### Data
//! Declarative command-line argument registry and token scanner.
//!
//! Declare flags, options and commands on a [`Registry`], then hand it a token
//! sequence (program name already stripped):
//!
//! ```
//! use argscan::Registry;
//!
//! let mut reg = Registry::new("demo", "An example tool");
//! reg.add_flag("verbose", "Print more", Some('v')).unwrap();
//! reg.add_option("format", "Output format", Some('f'), "text", ["text", "json"]).unwrap();
//! reg.add_command("run", "Run the thing").unwrap();
//!
//! let result = reg.parse(["run", "-v", "--format=json", "input.txt"]).unwrap();
//! assert_eq!(result.command(), Some("run"));
//! assert!(result.flag("verbose"));
//! assert_eq!(result.option("format"), Some("json"));
//! assert_eq!(result.positional(), ["input.txt"]);
//! ```
//!
//! Supported token shapes:
//! - `-v`, `-vq` (flag runs), `-o value`, `-ovalue`, `-o=value`, `-vqo=value`
//! - `--flag`, `--option value`, `--option=value`
//! - a registered command as the very first token
//! - `--` to make every following token positional
//!
//! The crate performs no output. Help renderers read definitions through the
//! registry accessors and [`DisplayOptions`].

pub mod display;
pub mod error;
pub mod registry;
pub mod result;
pub mod scanner;

pub use display::{Color, DisplayOptions, Palette};
pub use error::{ParseError, RegistryError};
pub use registry::{ArgKind, CommandDef, FlagDef, OptionDef, Registry};
pub use result::ParseResult;
pub use scanner::parse;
######
What you are asked to do ::
Every line of the records containing the word "token" must appear in the answer.

Response to the task ::
//! Declarative command-line argument registry and token scanner.
//! Declare flags, options and commands on a [`Registry`], then hand it a token
//! Supported token shapes:
//! - a registered command as the very first token
//! - `--` to make every following token positional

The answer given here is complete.